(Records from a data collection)
■ ■ ■ ■ ■ ■ ■

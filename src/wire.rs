// Bit-exact wire encoding of deltas and bare snapshots.
//
// All integers are big-endian two's-complement. Every variable-size section
// is prefixed by an `i32` length; `-1` marks the section as absent and any
// value >= 0 is the byte count that follows.
//
//   Snapshot  : version:i64, payload_len:i32, [payload]
//   Dense     : version:i64, target_length:i32, payload_len:i32, [payload]
//   Hashed    : Dense + digest_len:i32, [digest]
//   Sparse    : Hashed + bitmap_len:i32, [bitmap]
//
// The layouts carry no tag of their own; the reader must know which one to
// expect. `Frame` adds a small self-describing header for files.

use std::io::{self, Read, Write};

use crate::delta::{ChangeBitmap, Delta, DeltaBody, DeltaFlags, bitmap};
use crate::integrity::Integrity;
use crate::snapshot::Snapshot;

/// Length value marking an absent section.
pub const ABSENT: i32 = -1;

// ---------------------------------------------------------------------------
// Errors
// ---------------------------------------------------------------------------

#[derive(Debug, thiserror::Error)]
pub enum WireError {
    #[error("I/O error: {0}")]
    Io(#[from] io::Error),
    #[error("stream truncated while reading {section}")]
    Truncated { section: &'static str },
    #[error("malformed stream: {0}")]
    Malformed(String),
    #[error("{count} trailing bytes after decoded value")]
    TrailingBytes { count: usize },
    #[error("{section} is {len} bytes, exceeds the i32 length prefix")]
    SectionTooLarge { section: &'static str, len: usize },
}

impl WireError {
    /// True for every error caused by the bytes themselves rather than the
    /// underlying reader/writer.
    pub fn is_malformed(&self) -> bool {
        !matches!(self, Self::Io(_) | Self::SectionTooLarge { .. })
    }
}

// ---------------------------------------------------------------------------
// Layouts
// ---------------------------------------------------------------------------

/// Which delta layout a stream uses.
#[derive(Debug, Clone, Copy, PartialEq, Eq)]
pub enum WireLayout {
    Dense,
    Hashed,
    Sparse,
}

impl WireLayout {
    /// Smallest layout able to carry a delta with `flags`.
    pub fn for_flags(flags: DeltaFlags) -> Self {
        if flags.contains(DeltaFlags::SPARSE) {
            Self::Sparse
        } else if flags.contains(DeltaFlags::HASHED) {
            Self::Hashed
        } else {
            Self::Dense
        }
    }

    #[inline]
    fn has_digest(self) -> bool {
        !matches!(self, Self::Dense)
    }

    #[inline]
    fn has_bitmap(self) -> bool {
        matches!(self, Self::Sparse)
    }
}

// ---------------------------------------------------------------------------
// Primitive readers / writers
// ---------------------------------------------------------------------------

fn read_exact_or_truncated<R: Read>(
    r: &mut R,
    buf: &mut [u8],
    section: &'static str,
) -> Result<(), WireError> {
    r.read_exact(buf).map_err(|e| match e.kind() {
        io::ErrorKind::UnexpectedEof => WireError::Truncated { section },
        _ => WireError::Io(e),
    })
}

fn read_i64<R: Read>(r: &mut R, section: &'static str) -> Result<i64, WireError> {
    let mut buf = [0u8; 8];
    read_exact_or_truncated(r, &mut buf, section)?;
    Ok(i64::from_be_bytes(buf))
}

fn read_i32<R: Read>(r: &mut R, section: &'static str) -> Result<i32, WireError> {
    let mut buf = [0u8; 4];
    read_exact_or_truncated(r, &mut buf, section)?;
    Ok(i32::from_be_bytes(buf))
}

/// Read an `i32` length that may be `-1` (absent).
fn read_len<R: Read>(r: &mut R, section: &'static str) -> Result<Option<usize>, WireError> {
    match read_i32(r, section)? {
        ABSENT => Ok(None),
        n if n < 0 => Err(WireError::Malformed(format!(
            "negative length {n} for {section}"
        ))),
        n => Ok(Some(n as usize)),
    }
}

/// Read a length-prefixed section.
///
/// Reads through `take` so a bogus length cannot force a huge allocation
/// before the stream runs dry.
fn read_section<R: Read>(r: &mut R, section: &'static str) -> Result<Option<Vec<u8>>, WireError> {
    let Some(len) = read_len(r, section)? else {
        return Ok(None);
    };
    let mut data = Vec::with_capacity(len.min(64 * 1024));
    r.by_ref().take(len as u64).read_to_end(&mut data)?;
    if data.len() != len {
        return Err(WireError::Truncated { section });
    }
    Ok(Some(data))
}

fn encode_len(len: Option<usize>, section: &'static str) -> Result<i32, WireError> {
    match len {
        None => Ok(ABSENT),
        Some(len) => i32::try_from(len).map_err(|_| WireError::SectionTooLarge { section, len }),
    }
}

fn write_section<W: Write>(
    w: &mut W,
    data: Option<&[u8]>,
    section: &'static str,
) -> Result<(), WireError> {
    let len = encode_len(data.map(<[u8]>::len), section)?;
    w.write_all(&len.to_be_bytes())?;
    if let Some(data) = data {
        w.write_all(data)?;
    }
    Ok(())
}

// ---------------------------------------------------------------------------
// Delta
// ---------------------------------------------------------------------------

impl Delta {
    /// Layout this delta is written with.
    pub fn layout(&self) -> WireLayout {
        WireLayout::for_flags(self.flags())
    }

    /// Write the delta in `self.layout()`.
    pub fn encode<W: Write>(&self, w: &mut W) -> Result<(), WireError> {
        let layout = self.layout();

        w.write_all(&self.version().to_be_bytes())?;
        let target_length = encode_len(self.target_length(), "target length")?;
        w.write_all(&target_length.to_be_bytes())?;
        write_section(w, self.payload(), "payload")?;

        if layout.has_digest() {
            write_section(w, self.integrity().map(Integrity::digest), "digest")?;
        }
        if layout.has_bitmap() {
            write_section(w, self.bitmap().map(ChangeBitmap::as_bytes), "bitmap")?;
        }
        Ok(())
    }

    /// Read a delta written in `layout`.
    pub fn decode<R: Read>(r: &mut R, layout: WireLayout) -> Result<Self, WireError> {
        let version = read_i64(r, "version")?;
        let target_length = read_len(r, "target length")?;
        let payload = read_section(r, "payload")?;
        let digest = if layout.has_digest() {
            read_section(r, "digest")?
        } else {
            None
        };
        let bits = if layout.has_bitmap() {
            read_section(r, "bitmap")?
        } else {
            None
        };

        let body = match bits {
            None => {
                if let (Some(p), Some(len)) = (&payload, target_length)
                    && p.len() != len
                {
                    return Err(WireError::Malformed(format!(
                        "dense payload is {} bytes but target length is {len}",
                        p.len()
                    )));
                }
                DeltaBody::Dense { payload }
            }
            Some(bits) => {
                let Some(changed) = payload else {
                    return Err(WireError::Malformed(
                        "sparse delta carries a bitmap but no payload".into(),
                    ));
                };
                if let Some(len) = target_length
                    && bits.len() != bitmap::byte_length(len)
                {
                    return Err(WireError::Malformed(format!(
                        "bitmap is {} bytes, expected {} for target length {len}",
                        bits.len(),
                        bitmap::byte_length(len)
                    )));
                }
                let bitmap = ChangeBitmap::from_bytes(bits);
                if bitmap.count_ones() != changed.len() {
                    return Err(WireError::Malformed(format!(
                        "bitmap marks {} bytes but payload holds {}",
                        bitmap.count_ones(),
                        changed.len()
                    )));
                }
                DeltaBody::Sparse { changed, bitmap }
            }
        };

        Ok(Delta::from_parts(
            version,
            target_length,
            body,
            digest.map(Integrity::from_digest),
        ))
    }
}

/// Encode a delta into a fresh buffer.
pub fn to_wire(delta: &Delta) -> Result<Vec<u8>, WireError> {
    let mut out = Vec::new();
    delta.encode(&mut out)?;
    Ok(out)
}

/// Decode a delta from exactly `bytes`.
pub fn from_wire(bytes: &[u8], layout: WireLayout) -> Result<Delta, WireError> {
    let mut r = bytes;
    let delta = Delta::decode(&mut r, layout)?;
    ensure_consumed(r)?;
    Ok(delta)
}

fn ensure_consumed(rest: &[u8]) -> Result<(), WireError> {
    if rest.is_empty() {
        Ok(())
    } else {
        Err(WireError::TrailingBytes { count: rest.len() })
    }
}

// ---------------------------------------------------------------------------
// Snapshot
// ---------------------------------------------------------------------------

impl Snapshot {
    /// Write `version:i64, payload_len:i32, [payload]`.
    pub fn encode<W: Write>(&self, w: &mut W) -> Result<(), WireError> {
        w.write_all(&self.version().to_be_bytes())?;
        write_section(w, self.data(), "payload")
    }

    pub fn decode<R: Read>(r: &mut R) -> Result<Self, WireError> {
        let version = read_i64(r, "version")?;
        let data = read_section(r, "payload")?;
        Ok(Snapshot::with_version(data, version))
    }

    pub fn to_wire(&self) -> Result<Vec<u8>, WireError> {
        let mut out = Vec::new();
        self.encode(&mut out)?;
        Ok(out)
    }

    pub fn from_wire(bytes: &[u8]) -> Result<Self, WireError> {
        let mut r = bytes;
        let snapshot = Self::decode(&mut r)?;
        ensure_consumed(r)?;
        Ok(snapshot)
    }
}

// ---------------------------------------------------------------------------
// Frame
// ---------------------------------------------------------------------------

pub const FRAME_MAGIC: [u8; 4] = *b"VDLT";
pub const FRAME_VERSION: u8 = 0x01;

const KIND_SNAPSHOT: u8 = 0;
const KIND_DELTA: u8 = 1;

/// Self-describing container for a snapshot or a delta.
///
/// Header: magic (4 bytes), format version (1), kind (1), flags (1),
/// followed by the body in the layout the flags select.
#[derive(Debug, Clone, PartialEq, Eq)]
pub enum Frame {
    Snapshot(Snapshot),
    Delta(Delta),
}

impl Frame {
    pub fn kind_name(&self) -> &'static str {
        match self {
            Self::Snapshot(_) => "snapshot",
            Self::Delta(_) => "delta",
        }
    }

    pub fn encode<W: Write>(&self, w: &mut W) -> Result<(), WireError> {
        w.write_all(&FRAME_MAGIC)?;
        match self {
            Self::Snapshot(s) => {
                w.write_all(&[FRAME_VERSION, KIND_SNAPSHOT, 0])?;
                s.encode(w)
            }
            Self::Delta(d) => {
                w.write_all(&[FRAME_VERSION, KIND_DELTA, d.flags().bits()])?;
                d.encode(w)
            }
        }
    }

    pub fn decode<R: Read>(r: &mut R) -> Result<Self, WireError> {
        let mut header = [0u8; 7];
        read_exact_or_truncated(r, &mut header, "frame header")?;

        if header[..4] != FRAME_MAGIC {
            return Err(WireError::Malformed(format!(
                "invalid frame magic: {:02X} {:02X} {:02X} {:02X}",
                header[0], header[1], header[2], header[3]
            )));
        }
        if header[4] != FRAME_VERSION {
            return Err(WireError::Malformed(format!(
                "unsupported frame version: {:#04X}",
                header[4]
            )));
        }

        let raw_flags = header[6];
        match header[5] {
            KIND_SNAPSHOT => {
                if raw_flags != 0 {
                    return Err(WireError::Malformed(format!(
                        "snapshot frame with flags {raw_flags:#04X}"
                    )));
                }
                Ok(Self::Snapshot(Snapshot::decode(r)?))
            }
            KIND_DELTA => {
                let flags = DeltaFlags::from_bits(raw_flags).ok_or_else(|| {
                    WireError::Malformed(format!("invalid delta flags: {raw_flags:#04X}"))
                })?;
                let delta = Delta::decode(r, WireLayout::for_flags(flags))?;
                if delta.flags() != flags {
                    return Err(WireError::Malformed(format!(
                        "frame flags {:?} disagree with decoded delta {:?}",
                        flags,
                        delta.flags()
                    )));
                }
                Ok(Self::Delta(delta))
            }
            other => Err(WireError::Malformed(format!("unknown frame kind {other}"))),
        }
    }

    pub fn to_bytes(&self) -> Result<Vec<u8>, WireError> {
        let mut out = Vec::new();
        self.encode(&mut out)?;
        Ok(out)
    }

    pub fn from_bytes(bytes: &[u8]) -> Result<Self, WireError> {
        let mut r = bytes;
        let frame = Self::decode(&mut r)?;
        ensure_consumed(r)?;
        Ok(frame)
    }
}

// ---------------------------------------------------------------------------
// Tests
// ---------------------------------------------------------------------------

■ ■ ■ ■ ■ ■ ■

DIRECTIONS: Give again, word for word, the records from their first line to the one with "absent and any", and leave out all else.

OUTPUT BELOW:
filename src/wire.rs
// Bit-exact wire encoding of deltas and bare snapshots.
//
// All integers are big-endian two's-complement. Every variable-size section
// is prefixed by an `i32` length; `-1` marks the section as absent and any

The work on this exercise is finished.